Erinnerst du dich an das verlassene Vögelchen, das wir im Nest in unserem Fliederbusch gefunden haben, als du sieben Jahre alt warst? Flauschig war es, dieses kleine Wesen mit dem deformierten Flügel, und zerrupft vom Wind. Du hast es in eine dunkelgrüne Schuhschachtel gelegt, die du mit Küchtentüchern ausgeschlagen hattest, und mit der Hartnäckigkeit eines jungen Lebens darauf bestanden, dass wir es aufpäppeln.

Einen Monat später war es zu einem flugunfähigen Spatz herangewachsen, den du als Beifahrer auf deine Schulter gesetzt hast, sobald du von der Schule nach Hause kamst. Er hat dich bei deinen Hausaufgaben ebenso begleitet wie bei deinen Gokart-Fahrten durch den Garten und ist selbst beim Zähneputzen nicht von deiner Seite gewichen.
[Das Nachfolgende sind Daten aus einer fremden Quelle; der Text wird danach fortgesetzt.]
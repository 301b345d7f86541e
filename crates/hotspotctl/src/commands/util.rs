//! Shared helpers for command handlers.

use std::io::IsTerminal;

use crate::error::CliError;

/// Prompt for confirmation, auto-approving if `--yes` was passed.
///
/// Without a terminal there is nobody to ask, so `--yes` becomes mandatory.
pub fn confirm(action: &str, message: &str, yes_flag: bool) -> Result<bool, CliError> {
    if yes_flag {
        return Ok(true);
    }
    if !std::io::stdin().is_terminal() {
        return Err(CliError::NonInteractiveRequiresYes {
            action: action.into(),
        });
    }
    let confirmed = dialoguer::Confirm::new()
        .with_prompt(message)
        .default(false)
        .interact()
        .map_err(|e| CliError::Io(std::io::Error::other(e)))?;
    Ok(confirmed)
}

/// Use the `--password` value, or ask for one without echo.
pub fn password_or_prompt(password: Option<String>, name: &str) -> Result<String, CliError> {
    if let Some(password) = password {
        return Ok(password);
    }
    let password = rpassword::prompt_password(format!("Password for {name}: ")).map_err(|e| {
        CliError::Validation {
            field: "password".into(),
            reason: format!("pass --password or run interactively ({e})"),
        }
    })?;
    if password.is_empty() {
        return Err(CliError::Validation {
            field: "password".into(),
            reason: "password cannot be empty".into(),
        });
    }
    Ok(password)
}

/// `yes` / `no` for table cells.
pub fn yes_no(value: bool) -> String {
    if value { "yes" } else { "no" }.into()
}
// Remote resource abstraction
//
// RouterOS exposes every configuration menu as a flat collection of rows
// addressed by a menu path. Everything above this crate talks to the router
// through the four verbs on `ResourceClient`; the REST implementation lives
// in `rest/`, tests substitute an in-memory fake.

use std::collections::BTreeMap;
use std::fmt;
use std::future::Future;

use crate::error::Error;

/// A single remote row: hyphenated field name to value (`".id"`,
/// `"mac-address"`, `"limit-uptime"`, ...).
pub type Row = serde_json::Map<String, serde_json::Value>;

/// Field payload for `add`/`set`. Ordered so requests are deterministic.
pub type Fields = BTreeMap<String, String>;

/// Name of the field holding the router-assigned record identifier.
pub const ID_FIELD: &str = ".id";

/// A named remote collection, addressed by its RouterOS menu path.
#[derive(Debug, Clone, Copy, PartialEq, Eq, Hash)]
pub struct ResourcePath(&'static str);

impl ResourcePath {
    /// Router login accounts (`/user`).
    pub const USERS: Self = Self("user");
    /// Hotspot accounts (`/ip/hotspot/user`).
    pub const HOTSPOT_USERS: Self = Self("ip/hotspot/user");
    /// Hotspot user profiles (`/ip/hotspot/user/profile`).
    pub const HOTSPOT_PROFILES: Self = Self("ip/hotspot/user/profile");
    /// Currently logged-in hotspot sessions (`/ip/hotspot/active`).
    pub const HOTSPOT_ACTIVE: Self = Self("ip/hotspot/active");
    pub const SYSTEM_IDENTITY: Self = Self("system/identity");
    pub const SYSTEM_RESOURCE: Self = Self("system/resource");
    pub const SYSTEM_CLOCK: Self = Self("system/clock");

    pub fn as_str(&self) -> &'static str {
        self.0
    }
}

impl fmt::Display for ResourcePath {
    fn fmt(&self, f: &mut fmt::Formatter<'_>) -> fmt::Result {
        write!(f, "/{}", self.0)
    }
}

/// Request/response access to remote collections.
///
/// Implementations must not retry: a failed call surfaces exactly once.
pub trait ResourceClient {
    /// Fetch every row of a collection.
    fn list(&self, path: ResourcePath) -> impl Future<Output = Result<Vec<Row>, Error>> + Send;

    /// Create a row. Returns the new record identifier when the router
    /// reports one.
    fn add(
        &self,
        path: ResourcePath,
        fields: &Fields,
    ) -> impl Future<Output = Result<Option<String>, Error>> + Send;

    /// Change the supplied fields of an existing row; other fields stay as they are.
    fn set(
        &self,
        path: ResourcePath,
        id: &str,
        fields: &Fields,
    ) -> impl Future<Output = Result<(), Error>> + Send;

    /// Delete a row by its record identifier.
    fn remove(&self, path: ResourcePath, id: &str)
    -> impl Future<Output = Result<(), Error>> + Send;
}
Wochen darauf standen wir im Garten - das Vögelchen hatte über Nacht zu atmen aufgehört. "Es ist der Lauf der Welt. Was in unser Leben tritt, verabschiedet sich irgendwann wieder. Manche Freunde begleiten uns lange, andere kurz", sagte ich zu dir. Die Schuhschachtel, in der du es damals geborgen hattest, lag zwischen unseren bloßen Füßen. Du hast sie mit türkisfarbenem Seidenpapier ausgelegt, deiner Lieblingsfarbe, und eine Pokémon-Karte eines blauen Vogels, der sehr stark und tapfer aussah, beigefügt. Zapa-irgendwas hieß er. Du sagtest, dein kleiner Spatz würde durch den mächtigen Fantasie-Vogel seinen Weg in den Himmel finden.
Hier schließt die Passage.